Work instruction :: Determine how many lines in the entries below hold "Returns". Respond with that number only.

Supplied data ::
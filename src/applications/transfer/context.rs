//! The context traits the host's balance ledger implements for this
//! application. Credits and debits are keyed by account and denomination;
//! the ledger itself is an external collaborator.

use crate::applications::transfer::coin::Coin;
use crate::applications::transfer::error::TokenTransferError;
use crate::core::host::identifier::{ChannelId, PortId};
use crate::Signer;

/// Methods required in token transfer validation, to be implemented by the
/// host.
pub trait TokenTransferValidationContext {
    type AccountId: TryFrom<Signer> + Clone;

    /// The port this application instance is bound to.
    fn get_port(&self) -> Result<PortId, TokenTransferError>;

    /// Returns Ok(()) if the host chain supports sending coins.
    fn can_send_coins(&self) -> Result<(), TokenTransferError>;

    /// Returns Ok(()) if the host chain supports receiving coins.
    fn can_receive_coins(&self) -> Result<(), TokenTransferError>;

    /// Validates that `coin` can be moved from the account into the escrow
    /// account of the given channel.
    fn escrow_coins_validate(
        &self,
        from_account: &Self::AccountId,
        port_id: &PortId,
        channel_id: &ChannelId,
        coin: &Coin,
    ) -> Result<(), TokenTransferError>;

    /// Validates that `coin` can be released from the channel's escrow
    /// account into the given account.
    fn unescrow_coins_validate(
        &self,
        to_account: &Self::AccountId,
        port_id: &PortId,
        channel_id: &ChannelId,
        coin: &Coin,
    ) -> Result<(), TokenTransferError>;

    /// Validates that `coin` can be minted into the given account.
    fn mint_coins_validate(
        &self,
        account: &Self::AccountId,
        coin: &Coin,
    ) -> Result<(), TokenTransferError>;

    /// Validates that `coin` can be burned out of the given account.
    fn burn_coins_validate(
        &self,
        account: &Self::AccountId,
        coin: &Coin,
    ) -> Result<(), TokenTransferError>;
}

/// Methods required in token transfer execution, to be implemented by the
/// host.
pub trait TokenTransferExecutionContext: TokenTransferValidationContext {
    fn escrow_coins_execute(
        &mut self,
        from_account: &Self::AccountId,
        port_id: &PortId,
        channel_id: &ChannelId,
        coin: &Coin,
    ) -> Result<(), TokenTransferError>;

    fn unescrow_coins_execute(
        &mut self,
        to_account: &Self::AccountId,
        port_id: &PortId,
        channel_id: &ChannelId,
        coin: &Coin,
    ) -> Result<(), TokenTransferError>;

    fn mint_coins_execute(
        &mut self,
        account: &Self::AccountId,
        coin: &Coin,
    ) -> Result<(), TokenTransferError>;

    fn burn_coins_execute(
        &mut self,
        account: &Self::AccountId,
        coin: &Coin,
    ) -> Result<(), TokenTransferError>;
}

Answer :: 2